Every time I read an article about some GOP extremist or white supremacist or anti-vaxxer or ivermectin promoter or climate change denier or vote fraud claimer — all circles that overlap nearly 100% in a Venn diagram — I remember the backlash Hillary Clinton got in 2016 when she referred to many Trump supporters as “deplorables.” Then I think how right she was and how much more apt the label is today.

While we were in Alaska a couple of weeks ago, I learned that Juneau is the only state capital you can’t drive to. Like the vast majority of the state, no roads lead there, so it’s only accessible by boat or plane. That’s why I laughed at a Republican named Lora Reinbold complaining that Alaska Airlines was keeping her from doing her job as a state senator by not letting her on its flights to Juneau. Why? Because she’s been banned since refusing to wear a mask on one of its planes in April.
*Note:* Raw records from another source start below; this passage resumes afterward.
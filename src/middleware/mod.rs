//! Middleware layer.
//!
//! Middleware intercepts requests and responses and is the right place for
//! cross-cutting concerns: structured tracing, request-id injection, and
//! authentication-header inspection.
//!
//! A [`Middleware`] turns an inner [`Endpoint`] into a new one. Group them
//! into a [`Pipeline`] in the order they should fire, then apply pipelines
//! to a handler with [`start`]:
//!
//! ```rust
//! use plumb::middleware::{self, Pipeline, start};
//! use plumb::{Request, Response};
//!
//! async fn hello(_req: Request) -> Response {
//!     Response::text("hello")
//! }
//!
//! let common = Pipeline::build([middleware::trace::trace()]);
//! let private = Pipeline::build([middleware::auth::bearer_auth("s3cret")]);
//!
//! // trace fires first, then auth, then `hello`.
//! let endpoint = start(hello).pipe(&common).pipe(&private).handler();
//! ```
//!
//! Built-in middleware:
//! - [`trace`] — per-request span with method, path, status, latency
//! - [`auth`] — bearer-token check, `401` on mismatch
//! - [`headers`] — fixed request or response header injection

use std::future::Future;
use std::sync::Arc;

use crate::handler::{Endpoint, Handler};
use crate::request::Request;
use crate::response::IntoResponse;

pub mod auth;
pub mod headers;
pub mod pipeline;
pub mod trace;

pub use pipeline::{Chain, Pipeline, start};

/// A transformation from an inner handler to a new handler wrapped around it.
///
/// Cloning is cheap and shares the same function. Middleware has no identity:
/// two clones are indistinguishable from two separately built values.
#[derive(Clone)]
pub struct Middleware(Arc<dyn Fn(Endpoint) -> Endpoint + Send + Sync + 'static>);

impl Middleware {
    /// Builds a middleware from a function that receives the inner endpoint
    /// and returns the handler that wraps it.
    ///
    /// ```rust
    /// use plumb::{Endpoint, Request, middleware::Middleware};
    ///
    /// let passthrough = Middleware::new(|next: Endpoint| move |req: Request| next.call(req));
    /// ```
    pub fn new<F, H>(f: F) -> Self
    where
        F: Fn(Endpoint) -> H + Send + Sync + 'static,
        H: Handler,
    {
        Self(Arc::new(move |next: Endpoint| Endpoint::new(f(next))))
    }

    /// Builds a middleware from an `async` function of the request and the
    /// inner endpoint. Code before `next.call(req)` runs on the way in, code
    /// after it on the way out.
    ///
    /// ```rust
    /// use plumb::{Endpoint, Request, middleware::Middleware};
    ///
    /// let tagged = Middleware::from_fn(|req: Request, next: Endpoint| async move {
    ///     let mut res = next.call(req).await;
    ///     res.set_header("x-served-by", "plumb");
    ///     res
    /// });
    /// ```
    pub fn from_fn<F, Fut, R>(f: F) -> Self
    where
        F: Fn(Request, Endpoint) -> Fut + Send + Sync + 'static,
        Fut: Future<Output = R> + Send + 'static,
        R: IntoResponse + Send + 'static,
    {
        let f = Arc::new(f);
        Self::new(move |next: Endpoint| {
            let f = Arc::clone(&f);
            move |req: Request| (*f)(req, next.clone())
        })
    }

    /// Wraps `inner`, returning the outer endpoint.
    pub fn apply(&self, inner: Endpoint) -> Endpoint {
        (self.0)(inner)
    }
}

impl std::fmt::Debug for Middleware {
    fn fmt(&self, f: &mut std::fmt::Formatter<'_>) -> std::fmt::Result {
        f.debug_struct("Middleware").finish_non_exhaustive()
    }
}

#[cfg(test)]
mod tests {
    use super::*;
    use crate::{Method, Response, Status};

    async fn ok(_req: Request) -> Response {
        Response::text("ok")
    }

    #[tokio::test]
    async fn from_fn_can_short_circuit() {
        let deny = Middleware::from_fn(|_req: Request, _next: Endpoint| async { Status::FORBIDDEN });
        let endpoint = deny.apply(Endpoint::new(ok));

        let res = endpoint.call(Request::new(Method::Get, "/")).await;
        assert_eq!(res.status_code(), Status::FORBIDDEN);
    }

    #[tokio::test]
    async fn from_fn_sees_the_response_on_the_way_out() {
        let tag = Middleware::from_fn(|req: Request, next: Endpoint| async move {
            let mut res = next.call(req).await;
            res.set_header("x-tag", "outer");
            res
        });
        let endpoint = tag.apply(Endpoint::new(ok));

        let res = endpoint.call(Request::new(Method::Get, "/")).await;
        assert_eq!(res.header("x-tag"), Some("outer"));
        assert_eq!(res.body(), b"ok");
    }

    #[tokio::test]
    async fn new_wraps_with_a_plain_handler() {
        let rewrite = Middleware::new(|next: Endpoint| move |mut req: Request| {
            req.set_header("x-rewritten", "yes");
            next.call(req)
        });
        let echo = |req: Request| async move {
            Response::text(req.header("x-rewritten").unwrap_or("no").to_owned())
        };
        let endpoint = rewrite.apply(Endpoint::new(echo));

        let res = endpoint.call(Request::new(Method::Get, "/")).await;
        assert_eq!(res.body(), b"yes");
    }

    #[test]
    fn identity_middleware_returns_the_inner_endpoint() {
        let noop = Middleware::new(|next: Endpoint| next);
        let inner = Endpoint::new(ok);

        assert!(noop.apply(inner.clone()).ptr_eq(&inner));
    }
}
That wasn’t an isolated incident for Reinbold, who’s spewed lots of anti-mask and anti-vaccine nonsense. Now she has to decide which method she’ll use to get to the legislature: Row or Wade.
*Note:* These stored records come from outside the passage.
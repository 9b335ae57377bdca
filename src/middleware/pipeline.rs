//! Pipelines and the chain that applies them to a handler.
//!
//! Wrapping is naturally inside-out: to have `a` fire before `b` around `h`
//! you must build `a(b(h))`, applying `b` first. Callers should not have to
//! think about that, so two orderings are kept apart:
//!
//! - **declared order** — what callers pass to [`Pipeline::build`] and the
//!   order in which they call [`Chain::pipe`]; first fires first.
//! - **wrapping order** — the order middleware is actually applied in
//!   [`Chain::handler`]; innermost first.
//!
//! A pipeline stores its middleware already in wrapping order. The chain
//! keeps pipelines in declared order and walks them backwards when it
//! composes.

use std::sync::Arc;

use tracing::debug;

use crate::handler::{Endpoint, Handler};
use crate::middleware::Middleware;

/// A reusable, ordered group of middleware.
///
/// Build once at startup and share freely: cloning is one reference-count
/// increment and the contents never change.
#[derive(Clone, Default)]
pub struct Pipeline {
    /// Wrapping order: the reverse of the order passed to `build`.
    wrapping: Arc<[Middleware]>,
}

impl Pipeline {
    /// Groups `middleware`, given in the order it should fire.
    ///
    /// `Pipeline::build([log, auth])` runs `log` first, then `auth`, then the
    /// handler. An empty list gives a pipeline that wraps nothing.
    pub fn build(middleware: impl IntoIterator<Item = Middleware>) -> Self {
        let mut wrapping: Vec<Middleware> = middleware.into_iter().collect();
        wrapping.reverse();
        Self { wrapping: wrapping.into() }
    }

    /// Number of middleware in the pipeline.
    pub fn len(&self) -> usize {
        self.wrapping.len()
    }

    /// `true` for a pipeline that wraps nothing.
    pub fn is_empty(&self) -> bool {
        self.wrapping.is_empty()
    }
}

impl std::fmt::Debug for Pipeline {
    fn fmt(&self, f: &mut std::fmt::Formatter<'_>) -> std::fmt::Result {
        f.debug_struct("Pipeline").field("len", &self.len()).finish()
    }
}

/// Starts a [`Chain`] around `handler`.
pub fn start(handler: impl Handler) -> Chain {
    Chain::new(handler)
}

/// Fluent builder that applies pipelines to a base handler.
///
/// Each [`pipe`](Chain::pipe) consumes the chain and returns it, so a chain
/// cannot be changed behind another owner's back. To branch from a common
/// prefix, clone it first: the clone owns its own pipeline list.
///
/// ```rust
/// use plumb::middleware::{Pipeline, start};
/// use plumb::{Request, Response};
///
/// async fn hello(_req: Request) -> Response { Response::text("hello") }
///
/// let common = Pipeline::build([plumb::middleware::trace::trace()]);
///
/// let public = start(hello).pipe(&common);
/// let private = public.clone()
///     .pipe(&Pipeline::build([plumb::middleware::auth::bearer_auth("s3cret")]));
///
/// let (public, private) = (public.handler(), private.handler());
/// ```
#[derive(Clone, Debug)]
pub struct Chain {
    base: Endpoint,
    /// Declared order: first piped is outermost.
    pipelines: Vec<Pipeline>,
}

impl Chain {
    /// A chain around `handler` with no pipelines yet. Same as [`start`].
    pub fn new(handler: impl Handler) -> Self {
        Self { base: Endpoint::new(handler), pipelines: Vec::new() }
    }

    /// Adds `pipeline` inside every pipeline added before it.
    pub fn pipe(mut self, pipeline: &Pipeline) -> Self {
        self.pipelines.push(pipeline.clone());
        self
    }

    /// Composes the base handler with every pipeline.
    ///
    /// Pipelines take effect in the order they were piped and middleware in
    /// the order it was declared. With nothing piped this is the base handler
    /// itself. Calling it again recomposes from the same state.
    pub fn handler(&self) -> Endpoint {
        let mut endpoint = self.base.clone();
        let mut applied = 0usize;

        // Innermost pipeline first; its middleware is already stored innermost first.
        for pipeline in self.pipelines.iter().rev() {
            for middleware in pipeline.wrapping.iter() {
                endpoint = middleware.apply(endpoint);
                applied += 1;
            }
        }

        debug!(pipelines = self.pipelines.len(), middleware = applied, "composed handler");
        endpoint
    }
}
Speaking of pandemic-related stories, a new study says those plastic barriers installed everywhere to separate customers from employees to reduce the spread of COVID aren’t very effective. Instead of blocking particles, the barriers impede ventilation, which is necessary to mitigate the spread of coronavirus indoors. What it doesn’t say is that the major reason the barriers are ineffective is that most of us talk around them, moving to the side where the opening is so we can be heard, thus defeating the plastic’s purpose completely.
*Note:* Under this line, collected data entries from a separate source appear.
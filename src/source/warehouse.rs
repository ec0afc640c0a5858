use crate::config::SourceConfig;
use crate::error::{FeedError, Result};
use chrono::NaiveDate;
use rusqlite::{named_params, Connection, Row};
use std::collections::HashMap;
use std::time::Duration;

/// One day's worth of warehouse rows, everything the payload builder needs.
#[derive(Debug, Default)]
pub struct DaySnapshot {
    pub sales: Vec<SaleRow>,
    pub returns: Vec<ReturnRow>,
    pub branches: Vec<BranchRow>,
    pub customers: Vec<CustomerRow>,
    pub products: Vec<ProductRow>,
    pub stock: Vec<StockRow>,
    /// Newest inbound receipt per product code, the EAN/price fallback.
    pub receipts: HashMap<i64, ReceiptRow>,
}

impl DaySnapshot {
    pub fn movement_count(&self) -> usize {
        self.sales.len() + self.returns.len()
    }
}

#[derive(Debug, Clone)]
pub struct SaleRow {
    pub customer_code: i64,
    pub product_code: i64,
    pub quantity: i64,
    pub unit_price: Option<f64>,
    pub list_price: Option<f64>,
    pub is_gift: bool,
    pub invoice_series: Option<i64>,
    pub invoice_number: Option<i64>,
    pub nfe_key: Option<String>,
    pub icms_rate: Option<f64>,
    pub icms_amount: Option<f64>,
    pub cst: Option<String>,
}

#[derive(Debug, Clone)]
pub struct ReturnRow {
    pub customer_code: i64,
    pub product_code: i64,
    pub quantity: i64,
}

#[derive(Debug, Clone)]
pub struct BranchRow {
    pub branch_code: i64,
    pub cnpj: Option<String>,
    pub legal_name: Option<String>,
    pub trade_name: Option<String>,
    pub phone: Option<String>,
    pub street: Option<String>,
    pub postal_code: Option<String>,
    pub city: Option<String>,
    pub state: Option<String>,
}

#[derive(Debug, Clone)]
pub struct CustomerRow {
    pub customer_code: i64,
    pub document: Option<String>,
    pub name: Option<String>,
    pub trade_name: Option<String>,
    pub phone: Option<String>,
    pub street: Option<String>,
    pub postal_code: Option<String>,
    pub city: Option<String>,
    pub state: Option<String>,
}

#[derive(Debug, Clone)]
pub struct ProductRow {
    pub product_code: i64,
    pub ean: Option<String>,
    pub ncm: Option<String>,
    pub description: Option<String>,
    pub manufacturer: Option<String>,
    pub list_price: Option<f64>,
}

#[derive(Debug, Clone)]
pub struct StockRow {
    pub product_code: i64,
    pub ean: Option<String>,
    pub quantity: f64,
}

#[derive(Debug, Clone)]
pub struct ReceiptRow {
    pub product_code: i64,
    pub ean: Option<String>,
    pub list_price: Option<f64>,
}

impl TryFrom<&Row<'_>> for SaleRow {
    type Error = rusqlite::Error;

    fn try_from(row: &Row<'_>) -> std::result::Result<Self, Self::Error> {
        Ok(SaleRow {
            customer_code: row.get("customer_code")?,
            product_code: row.get("product_code")?,
            quantity: row.get("quantity")?,
            unit_price: row.get("unit_price")?,
            list_price: row.get("list_price")?,
            is_gift: row.get("is_gift")?,
            invoice_series: row.get("invoice_series")?,
            invoice_number: row.get("invoice_number")?,
            nfe_key: row.get("nfe_key")?,
            icms_rate: row.get("icms_rate")?,
            icms_amount: row.get("icms_amount")?,
            cst: row.get("cst")?,
        })
    }
}

impl TryFrom<&Row<'_>> for ReturnRow {
    type Error = rusqlite::Error;

    fn try_from(row: &Row<'_>) -> std::result::Result<Self, Self::Error> {
        Ok(ReturnRow {
            customer_code: row.get("customer_code")?,
            product_code: row.get("product_code")?,
            quantity: row.get("quantity")?,
        })
    }
}

impl TryFrom<&Row<'_>> for BranchRow {
    type Error = rusqlite::Error;

    fn try_from(row: &Row<'_>) -> std::result::Result<Self, Self::Error> {
        Ok(BranchRow {
            branch_code: row.get("branch_code")?,
            cnpj: row.get("cnpj")?,
            legal_name: row.get("legal_name")?,
            trade_name: row.get("trade_name")?,
            phone: row.get("phone")?,
            street: row.get("street")?,
            postal_code: row.get("postal_code")?,
            city: row.get("city")?,
            state: row.get("state")?,
        })
    }
}

impl TryFrom<&Row<'_>> for CustomerRow {
    type Error = rusqlite::Error;

    fn try_from(row: &Row<'_>) -> std::result::Result<Self, Self::Error> {
        Ok(CustomerRow {
            customer_code: row.get("customer_code")?,
            document: row.get("document")?,
            name: row.get("name")?,
            trade_name: row.get("trade_name")?,
            phone: row.get("phone")?,
            street: row.get("street")?,
            postal_code: row.get("postal_code")?,
            city: row.get("city")?,
            state: row.get("state")?,
        })
    }
}

impl TryFrom<&Row<'_>> for ProductRow {
    type Error = rusqlite::Error;

    fn try_from(row: &Row<'_>) -> std::result::Result<Self, Self::Error> {
        Ok(ProductRow {
            product_code: row.get("product_code")?,
            ean: row.get("ean")?,
            ncm: row.get("ncm")?,
            description: row.get("description")?,
            manufacturer: row.get("manufacturer")?,
            list_price: row.get("list_price")?,
        })
    }
}

impl TryFrom<&Row<'_>> for StockRow {
    type Error = rusqlite::Error;

    fn try_from(row: &Row<'_>) -> std::result::Result<Self, Self::Error> {
        Ok(StockRow {
            product_code: row.get("product_code")?,
            ean: row.get("ean")?,
            quantity: row.get("quantity")?,
        })
    }
}

impl TryFrom<&Row<'_>> for ReceiptRow {
    type Error = rusqlite::Error;

    fn try_from(row: &Row<'_>) -> std::result::Result<Self, Self::Error> {
        Ok(ReceiptRow {
            product_code: row.get("product_code")?,
            ean: row.get("ean")?,
            list_price: row.get("list_price")?,
        })
    }
}

/// Seam between the extraction stage and the warehouse backend.
pub trait SalesSource {
    /// Everything recorded for one day, scoped to the configured branch.
    fn fetch_day(&self, day: NaiveDate) -> Result<DaySnapshot>;

    /// Engine version string, used by connectivity probes.
    fn version(&self) -> Result<String>;
}

/// Read side of the SQLite warehouse mirror.
pub struct SqliteWarehouse {
    conn: Connection,
    branch: i64,
}

impl SqliteWarehouse {
    pub fn open(config: &SourceConfig) -> Result<Self> {
        if !config.database.exists() {
            return Err(FeedError::Config {
                message: format!(
                    "Warehouse database not found: {}",
                    config.database.display()
                ),
            });
        }

        let mut conn = Connection::open(&config.database)?;
        configure_connection(&mut conn, Duration::from_secs(config.busy_timeout))?;

        Ok(Self {
            conn,
            branch: i64::from(config.branch),
        })
    }

    /// Wrap an already open connection, mainly for in-memory test databases.
    pub fn from_connection(mut conn: Connection, branch: u32) -> Result<Self> {
        configure_connection(&mut conn, Duration::from_secs(5))?;
        Ok(Self {
            conn,
            branch: i64::from(branch),
        })
    }

    fn sales_for(&self, day: &str) -> Result<Vec<SaleRow>> {
        let mut stmt = self.conn.prepare(super::queries::SALES_FOR_DAY)?;
        let rows = stmt
            .query_map(
                named_params! { ":day": day, ":branch": self.branch },
                |row| SaleRow::try_from(row),
            )?
            .collect::<std::result::Result<Vec<_>, _>>()?;
        Ok(rows)
    }

    fn returns_for(&self, day: &str) -> Result<Vec<ReturnRow>> {
        let mut stmt = self.conn.prepare(super::queries::RETURNS_FOR_DAY)?;
        let rows = stmt
            .query_map(
                named_params! { ":day": day, ":branch": self.branch },
                |row| ReturnRow::try_from(row),
            )?
            .collect::<std::result::Result<Vec<_>, _>>()?;
        Ok(rows)
    }

    fn branch_rows(&self) -> Result<Vec<BranchRow>> {
        let mut stmt = self.conn.prepare(super::queries::BRANCH)?;
        let rows = stmt
            .query_map(named_params! { ":branch": self.branch }, |row| {
                BranchRow::try_from(row)
            })?
            .collect::<std::result::Result<Vec<_>, _>>()?;
        Ok(rows)
    }

    fn customers_for(&self, day: &str) -> Result<Vec<CustomerRow>> {
        let mut stmt = self.conn.prepare(super::queries::CUSTOMERS_FOR_DAY)?;
        let rows = stmt
            .query_map(
                named_params! { ":day": day, ":branch": self.branch },
                |row| CustomerRow::try_from(row),
            )?
            .collect::<std::result::Result<Vec<_>, _>>()?;
        Ok(rows)
    }

    fn products_for(&self, day: &str) -> Result<Vec<ProductRow>> {
        let mut stmt = self.conn.prepare(super::queries::PRODUCTS_SOLD_ON_DAY)?;
        let rows = stmt
            .query_map(
                named_params! { ":day": day, ":branch": self.branch },
                |row| ProductRow::try_from(row),
            )?
            .collect::<std::result::Result<Vec<_>, _>>()?;
        Ok(rows)
    }

    fn stock_rows(&self) -> Result<Vec<StockRow>> {
        let mut stmt = self.conn.prepare(super::queries::STOCK_LEVELS)?;
        let rows = stmt
            .query_map(named_params! { ":branch": self.branch }, |row| {
                StockRow::try_from(row)
            })?
            .collect::<std::result::Result<Vec<_>, _>>()?;
        Ok(rows)
    }

    fn receipts_through(&self, day: &str) -> Result<HashMap<i64, ReceiptRow>> {
        let mut stmt = self.conn.prepare(super::queries::RECEIPTS_THROUGH_DAY)?;
        let rows = stmt.query_map(named_params! { ":day": day }, |row| {
            ReceiptRow::try_from(row)
        })?;

        let mut receipts = HashMap::new();
        for row in rows {
            let row = row?;
            receipts.insert(row.product_code, row);
        }
        Ok(receipts)
    }
}

impl SalesSource for SqliteWarehouse {
    fn fetch_day(&self, day: NaiveDate) -> Result<DaySnapshot> {
        let day = day.format("%Y-%m-%d").to_string();

        Ok(DaySnapshot {
            sales: self.sales_for(&day)?,
            returns: self.returns_for(&day)?,
            branches: self.branch_rows()?,
            customers: self.customers_for(&day)?,
            products: self.products_for(&day)?,
            stock: self.stock_rows()?,
            receipts: self.receipts_through(&day)?,
        })
    }

    fn version(&self) -> Result<String> {
        let version: String =
            self.conn
                .query_row("SELECT sqlite_version()", [], |row| row.get(0))?;
        Ok(format!("SQLite {}", version))
    }
}

fn configure_connection(conn: &mut Connection, busy_timeout: Duration) -> Result<()> {
    conn.busy_timeout(busy_timeout)?;
    conn.pragma_update(None, "foreign_keys", 1)?;
    Ok(())
}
The other day I was on a shuttle bus, wearing a mask just like everyone else on board. Then two unmasked people got on and sat down, looking at the rest of us as if we were the crazy ones. The next night, two friends and I went to a concert (George Thorogood), where the three of us were in the 1% of attendees with facial coverings. Now I was the one in the tiny minority wondering, “What’s wrong with these people?”